“United runs a very tight ship,” said Brad Ellis, senior director at Fitch Ratings. “They report first, and it's always a bellwether, so it doesn't really impend positive outcomes for the other players.”
Wall Street reacted accordingly, and every publicly traded health insurance company got hit when the markets opened Thursday. UnitedHealth Group suffered its greatest drop in a quarter-century as its share price fell 22.4% to $454.11 by the time trading ended.
Humana, Aetna parent company CVS Health, Elevance Health, Molina Healthcare, Centene, Alignment Healthcare and Oscar Health also closed the day down, but their stocks rebounded from deeper losses earlier in the day. Cigna, which exited the Medicare Advantage market by selling its assets to Health Care Service Corp. last month, saw its shares close up 0.2% to $330.13.
That market activity may reflect differing views among financial analysts on whether UnitedHealth Group being caught off-guard about Medicare Advantage costs that have been persistently high for two years is a UnitedHealth Group problem or a Medicare Advantage problem.
Elevated Medicare Advantage spending isn't unique to UnitedHealthcare but its missed guidance may be an outlier event. Elevance Health attempted to ease investors' nerves after UnitedHealth Group’s report by announcing Thursday it will beat its earnings guidance for the first quarter even amid high Medicare Advantage costs.
“If Elevance's view of the world is correct, perhaps this is just the 'winner's curse' being amplified at UnitedHealth because of its additional risk-related business in Optum Health,” Julie Utterback, senior equity analyst for Morningstar, wrote in an email.

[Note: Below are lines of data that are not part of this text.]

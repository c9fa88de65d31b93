// Copyright 2024 FastLabs Developers
//
// Licensed under the Apache License, Version 2.0 (the "License");
// you may not use this file except in compliance with the License.
// You may obtain a copy of the License at
//
//     http://www.apache.org/licenses/LICENSE-2.0
//
// Unless required by applicable law or agreed to in writing, software
// distributed under the License is distributed on an "AS IS" BASIS,
// WITHOUT WARRANTIES OR CONDITIONS OF ANY KIND, either express or implied.
// See the License for the specific language governing permissions and
// limitations under the License.

use std::sync::Mutex;

use jiff::civil::DateTime;

use crate::Error;
use crate::append::rolling::condition::RollingCondition;

/// One field of a cron schedule: `*`, a literal value, or `*/N`.
#[derive(Debug, Clone, Copy, PartialEq, Eq)]
enum CronField {
    Any,
    Exact(i8),
    Step(i8),
}

impl CronField {
    fn parse(text: &str, min: i8, max: i8, what: &'static str) -> Result<CronField, Error> {
        if text == "*" {
            return Ok(CronField::Any);
        }
        if let Some(step) = text.strip_prefix("*/") {
            let step: i8 = step.parse().map_err(|_| {
                Error::new("malformed cron step").with_context(what, text.to_string())
            })?;
            if step < 1 || step > max {
                return Err(Error::new("cron step out of range").with_context(what, text.to_string()));
            }
            return Ok(CronField::Step(step));
        }
        let value: i8 = text.parse().map_err(|_| {
            Error::new("malformed cron field").with_context(what, text.to_string())
        })?;
        if value < min || value > max {
            return Err(Error::new("cron field out of range").with_context(what, text.to_string()));
        }
        Ok(CronField::Exact(value))
    }

    fn matches(&self, value: i8) -> bool {
        match self {
            CronField::Any => true,
            CronField::Exact(expected) => value == *expected,
            CronField::Step(step) => value % step == 0,
        }
    }
}

/// Rotate on a five-field cron schedule.
///
/// Fields are `minute hour day-of-month month day-of-week`, whitespace
/// separated, each either `*`, a literal integer, or `*/N`. Day-of-week is
/// numbered Monday = 0 through Sunday = 6, and when both day fields are
/// constrained both must match.
///
/// [`matches`](CronCondition::matches) is a pure predicate over the timestamp
/// truncated to minute granularity: identical truncated timestamps always
/// evaluate identically. [`is_met`](RollingCondition::is_met) fires at most
/// once per matching boundary, so a second write within the same matching
/// minute does not rotate again, while the schedule recurring (say, the hour
/// wrapping to the next matching minute) does.
///
/// # Examples
///
/// ```
/// use logtree::append::rolling::CronCondition;
///
/// // the top of every fifth minute
/// let every_five = CronCondition::parse("*/5 * * * *").unwrap();
/// assert!(CronCondition::parse("61 * * * *").is_err());
/// ```
#[derive(Debug)]
pub struct CronCondition {
    minute: CronField,
    hour: CronField,
    day_of_month: CronField,
    month: CronField,
    day_of_week: CronField,
    last_fired: Mutex<Option<DateTime>>,
}

impl CronCondition {
    /// Parse a schedule from five whitespace-separated fields.
    ///
    /// # Errors
    ///
    /// Return an error if the field count is wrong, a field is malformed, or
    /// a literal is out of range.
    pub fn parse(expr: &str) -> Result<CronCondition, Error> {
        let fields: Vec<&str> = expr.split_whitespace().collect();
        let [minute, hour, day_of_month, month, day_of_week] = fields.as_slice() else {
            return Err(Error::new("cron schedule requires exactly five fields")
                .with_context("schedule", expr.to_string()));
        };
        Self::new(minute, hour, day_of_month, month, day_of_week)
    }

    /// Build a schedule from its five fields.
    pub fn new(
        minute: &str,
        hour: &str,
        day_of_month: &str,
        month: &str,
        day_of_week: &str,
    ) -> Result<CronCondition, Error> {
        Ok(CronCondition {
            minute: CronField::parse(minute, 0, 59, "minute")?,
            hour: CronField::parse(hour, 0, 23, "hour")?,
            day_of_month: CronField::parse(day_of_month, 1, 31, "day-of-month")?,
            month: CronField::parse(month, 1, 12, "month")?,
            day_of_week: CronField::parse(day_of_week, 0, 6, "day-of-week")?,
            last_fired: Mutex::new(None),
        })
    }

    /// Whether the schedule matches the timestamp truncated to its minute.
    pub fn matches(&self, at: &DateTime) -> bool {
        let at = truncate_to_minute(at);
        self.minute.matches(at.minute())
            && self.hour.matches(at.hour())
            && self.day_of_month.matches(at.day())
            && self.month.matches(at.month())
            && self
                .day_of_week
                .matches(at.weekday().to_monday_zero_offset())
    }
}

impl RollingCondition for CronCondition {
    fn is_met(&self, now: &DateTime, _filesize: u64) -> bool {
        if !self.matches(now) {
            return false;
        }
        let boundary = truncate_to_minute(now);
        let mut last = self.last_fired.lock().unwrap_or_else(|e| e.into_inner());
        if *last == Some(boundary) {
            false
        } else {
            *last = Some(boundary);
            true
        }
    }

    fn reset(&self, now: &DateTime) {
        let mut last = self.last_fired.lock().unwrap_or_else(|e| e.into_inner());
        *last = Some(truncate_to_minute(now));
    }
}

fn truncate_to_minute(at: &DateTime) -> DateTime {
    at.date().at(at.hour(), at.minute(), 0, 0)
}

#[cfg(test)]
mod tests {
    use jiff::civil::date;

    use super::*;

    #[test]
    fn test_parse_rejects_malformed_fields() {
        assert!(CronCondition::parse("* * * *").is_err());
        assert!(CronCondition::parse("* * * * * *").is_err());
        assert!(CronCondition::parse("sixty * * * *").is_err());
        assert!(CronCondition::parse("60 * * * *").is_err());
        assert!(CronCondition::parse("* 24 * * *").is_err());
        assert!(CronCondition::parse("* * 0 * *").is_err());
        assert!(CronCondition::parse("* * * 13 *").is_err());
        assert!(CronCondition::parse("* * * * 7").is_err());
        assert!(CronCondition::parse("*/0 * * * *").is_err());
    }

    #[test]
    fn test_match_is_idempotent_within_a_minute() {
        let condition = CronCondition::parse("5 * * * *").unwrap();
        let on_the_minute = date(2009, 10, 10).at(12, 5, 0, 0);
        let one_second_in = date(2009, 10, 10).at(12, 5, 1, 0);
        assert!(condition.matches(&on_the_minute));
        assert!(condition.matches(&one_second_in));
        assert!(!condition.matches(&date(2009, 10, 10).at(12, 6, 0, 0)));
    }

    #[test]
    fn test_fires_once_per_matching_minute() {
        // 2009-10-10 is a Saturday, day-of-week 5 with Monday = 0
        let condition = CronCondition::new("*", "*", "*", "*", "5").unwrap();
        assert!(condition.is_met(&date(2009, 10, 10).at(12, 5, 0, 0), 0));
        assert!(!condition.is_met(&date(2009, 10, 10).at(12, 5, 1, 0), 0));
        assert!(condition.is_met(&date(2009, 10, 10).at(13, 5, 1, 0), 0));
    }

    #[test]
    fn test_step_field() {
        let condition = CronCondition::parse("*/15 * * * *").unwrap();
        assert!(condition.matches(&date(2024, 8, 10).at(9, 0, 0, 0)));
        assert!(condition.matches(&date(2024, 8, 10).at(9, 15, 30, 0)));
        assert!(condition.matches(&date(2024, 8, 10).at(9, 45, 0, 0)));
        assert!(!condition.matches(&date(2024, 8, 10).at(9, 16, 0, 0)));
    }

    #[test]
    fn test_day_fields_must_both_match() {
        // 2024-08-12 is a Monday
        let condition = CronCondition::parse("* * 12 * 0").unwrap();
        assert!(condition.matches(&date(2024, 8, 12).at(10, 0, 0, 0)));
        // a Monday that is not the 12th
        assert!(!condition.matches(&date(2024, 8, 19).at(10, 0, 0, 0)));
        // the 12th that is not a Monday
        assert!(!condition.matches(&date(2024, 9, 12).at(10, 0, 0, 0)));
    }

    #[test]
    fn test_hour_and_month_fields() {
        let condition = CronCondition::parse("30 8 * 12 *").unwrap();
        assert!(condition.matches(&date(2024, 12, 25).at(8, 30, 0, 0)));
        assert!(!condition.matches(&date(2024, 11, 25).at(8, 30, 0, 0)));
        assert!(!condition.matches(&date(2024, 12, 25).at(9, 30, 0, 0)));
    }
}
// Copyright 2024 FastLabs Developers
//
// Licensed under the Apache License, Version 2.0 (the "License");
// you may not use this file except in compliance with the License.
// You may obtain a copy of the License at
//
//     http://www.apache.org/licenses/LICENSE-2.0
//
// Unless required by applicable law or agreed to in writing, software
// distributed under the License is distributed on an "AS IS" BASIS,
// WITHOUT WARRANTIES OR CONDITIONS OF ANY KIND, either express or implied.
// See the License for the specific language governing permissions and
// limitations under the License.

//! Thread-scoped diagnostic context captured into records at emission time.

mod thread_local;

pub use self::thread_local::ContextScope;
pub use self::thread_local::ThreadContext;
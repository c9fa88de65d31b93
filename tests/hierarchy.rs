// Copyright 2024 FastLabs Developers
//
// Licensed under the Apache License, Version 2.0 (the "License");
// you may not use this file except in compliance with the License.
// You may obtain a copy of the License at
//
//     http://www.apache.org/licenses/LICENSE-2.0
//
// Unless required by applicable law or agreed to in writing, software
// distributed under the License is distributed on an "AS IS" BASIS,
// WITHOUT WARRANTIES OR CONDITIONS OF ANY KIND, either express or implied.
// See the License for the specific language governing permissions and
// limitations under the License.

use std::sync::Arc;

use logtree::Error;
use logtree::Level;
use logtree::Record;
use logtree::Repository;
use logtree::append::Append;
use logtree::append::MemoryAppender;
use logtree::diagnostic::ThreadContext;
use logtree::trap::BufferTrap;

#[derive(Debug)]
struct AlwaysFailing;

impl Append for AlwaysFailing {
    fn name(&self) -> &str {
        "always-failing"
    }

    fn append(&self, _record: &Record) -> Result<(), Error> {
        Err(Error::new("sink unavailable"))
    }
}

#[test]
fn test_levels_below_effective_produce_no_side_effects() {
    let repo = Repository::new();
    repo.root().set_level(Some(Level::INFO));
    let sink = Arc::new(MemoryAppender::new("sink"));
    repo.root().add_appender(sink.clone());

    let logger = repo.logger("a.b");
    logger.debug("filtered out");
    assert!(sink.is_empty());

    logger.info("dispatched");
    let records = sink.drain();
    assert_eq!(records.len(), 1);
    assert_eq!(records[0].payload(), "dispatched");
    assert_eq!(records[0].logger(), "a.b");
}

#[test]
fn test_additive_chain_reaches_every_ancestor_appender() {
    let repo = Repository::new();
    let at_root = Arc::new(MemoryAppender::new("at-root"));
    let at_mid = Arc::new(MemoryAppender::new("at-mid"));
    let at_leaf = Arc::new(MemoryAppender::new("at-leaf"));
    repo.root().add_appender(at_root.clone());
    repo.logger("svc").add_appender(at_mid.clone());
    repo.logger("svc.worker").add_appender(at_leaf.clone());

    repo.logger("svc.worker").info("tick");
    assert_eq!(at_leaf.len(), 1);
    assert_eq!(at_mid.len(), 1);
    assert_eq!(at_root.len(), 1);
}

#[test]
fn test_non_additive_logger_stops_the_climb() {
    let repo = Repository::new();
    let at_root = Arc::new(MemoryAppender::new("at-root"));
    let at_mid = Arc::new(MemoryAppender::new("at-mid"));
    repo.root().add_appender(at_root.clone());

    let mid = repo.logger("svc");
    mid.add_appender(at_mid.clone());
    mid.set_additive(false);

    repo.logger("svc.worker").info("tick");
    assert_eq!(at_mid.len(), 1);
    assert!(at_root.is_empty());
}

#[test]
fn test_failing_appender_never_blocks_its_siblings() {
    let repo = Repository::new();
    let trap = BufferTrap::new();
    repo.set_trap(trap.clone());

    let logger = repo.logger("svc");
    logger.add_appender(Arc::new(AlwaysFailing));
    let healthy = Arc::new(MemoryAppender::new("healthy"));
    logger.add_appender(healthy.clone());

    for i in 0..5 {
        logger.info(format!("event {i}"));
    }

    assert_eq!(healthy.len(), 5);
    let reported = trap.drain();
    assert_eq!(reported.len(), 5);
    assert!(reported[0].contains("always-failing"));
}

#[test]
fn test_property_scopes_override_in_order() {
    let repo = Repository::new();
    repo.set_property("service", "billing");
    repo.set_property("region", "eu-1");
    let sink = Arc::new(MemoryAppender::new("sink"));
    repo.root().add_appender(sink.clone());

    ThreadContext::put("region", "eu-2");
    let logger = repo.logger("svc");
    logger.log_record(
        Record::builder(Level::INFO, "scoped")
            .property("request", logtree::kv::str_value("r-1"))
            .property("region", logtree::kv::str_value("eu-3"))
            .build(),
    );
    ThreadContext::remove("region");

    let records = sink.drain();
    let properties = records[0].properties();
    assert_eq!(properties.get("service").unwrap().to_string(), "billing");
    assert_eq!(properties.get("region").unwrap().to_string(), "eu-3");
    assert_eq!(properties.get("request").unwrap().to_string(), "r-1");
}

#[test]
fn test_context_stack_is_captured_at_emission() {
    let repo = Repository::new();
    let sink = Arc::new(MemoryAppender::new("sink"));
    repo.root().add_appender(sink.clone());
    let logger = repo.logger("svc");

    {
        let _request = ThreadContext::push("request 7");
        let _phase = ThreadContext::push("checkout");
        logger.info("inside");
    }
    logger.info("outside");

    let records = sink.drain();
    let frames: Vec<&str> = records[0].context().iter().map(String::as_str).collect();
    assert_eq!(frames, vec!["request 7", "checkout"]);
    assert!(records[1].context().is_empty());
}

#[test]
fn test_shared_appender_fans_in_from_many_loggers() {
    let repo = Repository::new();
    let shared = Arc::new(MemoryAppender::new("shared"));
    repo.logger("api").add_appender(shared.clone());
    repo.logger("jobs").add_appender(shared.clone());

    repo.logger("api").info("from api");
    repo.logger("jobs").info("from jobs");

    let origins: Vec<String> = shared
        .drain()
        .iter()
        .map(|r| r.logger().to_string())
        .collect();
    assert_eq!(origins, vec!["api", "jobs"]);
}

Rival carriers are due to report their first-quarter results in the coming weeks and Wall Street is watching closely for signs that insurers such as Aetna and Humana are on the right track. “We're not out of the woods until we see CVS and Humana numbers,” said John Ransom, managing director at Raymond James.
UnitedHealthcare Medicare Advantage utilization grew twice as fast in the first quarter as it did in 2024, and company executives expect that trend to continue into next year. UnitedHealth Group CEO Andrew Witty described these results as “unusual and unacceptable” during a call with investor analysts Thursday.
The company cited elevated costs among new Optum Health patients, Optum Health CEO Dr. Amar Desai said during the call. “Our patient profile post-[annual enrollment period] included many new to Medicare, as well as new to Optum Health, who were meaningfully less engaged by their prior health plans and providers,” Desai said.
Through Optum, UnitedHealth Group is the largest employer of physicians in the U.S. That made the subsidiary vulnerable to actions other Medicare Advantage carriers took, such as fleeing unprofitable geographic areas.
“No one has the same level of exposure to the physician risk-sharing business,” said Whit Mayo, senior managing director at Leerink Partners. “What we're seeing is the consequence of what happens when you have a historic level of insurers exiting markets,” he said.
UnitedHealth Group also called out unique cost issues afflicting its group Medicare Advantage business. “We're seeing a significant and disproportionate increase in utilization, largely within our public sector group retiree business,” UnitedHealthcare CEO Tim Noel said on the call. “We've really never seen this dynamic before in the group MA business.”
Medicare Advantage payment cuts in 2024 and 2025 spurred UnitedHealth Group to raise premiums this year, and some UnitedHealthcare group Medicare Advantage premiums rose from $50 to $200, Noel said. The company believes this price hike motivated members to use their insurance, he said.
UnitedHealth Group operates the largest group Medicare Advantage business with 32% market share, followed by Aetna with 23%, Humana with 10% and Elevance Health with 6.3%, according to an analysis of Centers for Medicare and Medicaid Services data by the investment bank Stephens.
Despite the earnings miss, UnitedHealth Group is still in a favorable financial position, Utterback wrote in a research note Thursday. “UnitedHealth remains the strongest managed care organization we cover with significant margin for executional error like we are currently seeing,” she wrote.
UnitedHealth Group reported net earnings of $6.5 billion, compared with a net loss of $1.2 billion a year before, and revenue rose 9.8% to $109.6 billion. The company counted 50.1 million members, up 1.9% from a year ago.